### YOUR TASK
In the listing below, print exactly the lines between the line holding "- Numeric settings" and the line holding "during set/unset operations.", inclusive, and no more.

◇ ◇ ◇ ◇ ◇

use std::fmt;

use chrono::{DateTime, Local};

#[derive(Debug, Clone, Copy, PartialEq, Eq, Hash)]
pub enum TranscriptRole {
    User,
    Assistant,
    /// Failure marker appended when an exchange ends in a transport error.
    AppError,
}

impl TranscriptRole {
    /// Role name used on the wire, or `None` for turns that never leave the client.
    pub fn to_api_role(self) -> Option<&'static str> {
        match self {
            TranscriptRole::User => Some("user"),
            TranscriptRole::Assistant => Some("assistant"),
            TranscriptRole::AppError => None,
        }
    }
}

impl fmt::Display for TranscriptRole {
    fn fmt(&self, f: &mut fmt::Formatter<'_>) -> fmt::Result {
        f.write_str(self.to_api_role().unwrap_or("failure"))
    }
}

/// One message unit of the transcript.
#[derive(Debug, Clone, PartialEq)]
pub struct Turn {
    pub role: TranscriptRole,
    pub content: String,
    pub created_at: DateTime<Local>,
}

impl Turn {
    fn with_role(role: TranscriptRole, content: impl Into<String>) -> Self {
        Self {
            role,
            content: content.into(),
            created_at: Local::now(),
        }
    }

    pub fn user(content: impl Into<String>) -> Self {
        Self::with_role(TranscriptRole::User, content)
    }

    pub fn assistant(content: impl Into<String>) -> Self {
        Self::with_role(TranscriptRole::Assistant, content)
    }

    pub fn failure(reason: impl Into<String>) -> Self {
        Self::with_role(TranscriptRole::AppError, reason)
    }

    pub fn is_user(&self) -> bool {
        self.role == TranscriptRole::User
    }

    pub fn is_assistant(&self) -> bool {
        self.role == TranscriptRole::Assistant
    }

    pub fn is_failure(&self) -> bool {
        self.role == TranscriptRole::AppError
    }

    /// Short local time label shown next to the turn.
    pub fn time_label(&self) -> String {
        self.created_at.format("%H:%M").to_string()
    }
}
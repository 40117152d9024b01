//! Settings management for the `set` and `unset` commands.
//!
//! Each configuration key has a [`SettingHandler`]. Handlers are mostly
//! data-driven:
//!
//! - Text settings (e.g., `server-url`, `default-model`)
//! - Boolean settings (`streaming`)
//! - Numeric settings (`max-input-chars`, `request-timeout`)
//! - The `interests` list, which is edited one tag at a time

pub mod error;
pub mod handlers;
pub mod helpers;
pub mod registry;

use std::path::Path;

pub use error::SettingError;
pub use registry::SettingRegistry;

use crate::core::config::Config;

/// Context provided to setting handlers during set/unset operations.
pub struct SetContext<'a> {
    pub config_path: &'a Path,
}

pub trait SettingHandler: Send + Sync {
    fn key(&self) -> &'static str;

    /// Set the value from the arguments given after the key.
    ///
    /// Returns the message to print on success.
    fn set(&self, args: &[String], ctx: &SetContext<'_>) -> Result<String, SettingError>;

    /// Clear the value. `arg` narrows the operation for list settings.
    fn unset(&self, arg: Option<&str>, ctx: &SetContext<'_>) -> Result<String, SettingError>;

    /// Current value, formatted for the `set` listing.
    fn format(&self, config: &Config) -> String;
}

◇ ◇ ◇ ◇ ◇

### RESULT FOR THIS TASK
//! - Numeric settings (`max-input-chars`, `request-timeout`)
//! - The `interests` list, which is edited one tag at a time

pub mod error;
pub mod handlers;
pub mod helpers;
pub mod registry;

use std::path::Path;

pub use error::SettingError;
pub use registry::SettingRegistry;

use crate::core::config::Config;

/// Context provided to setting handlers during set/unset operations.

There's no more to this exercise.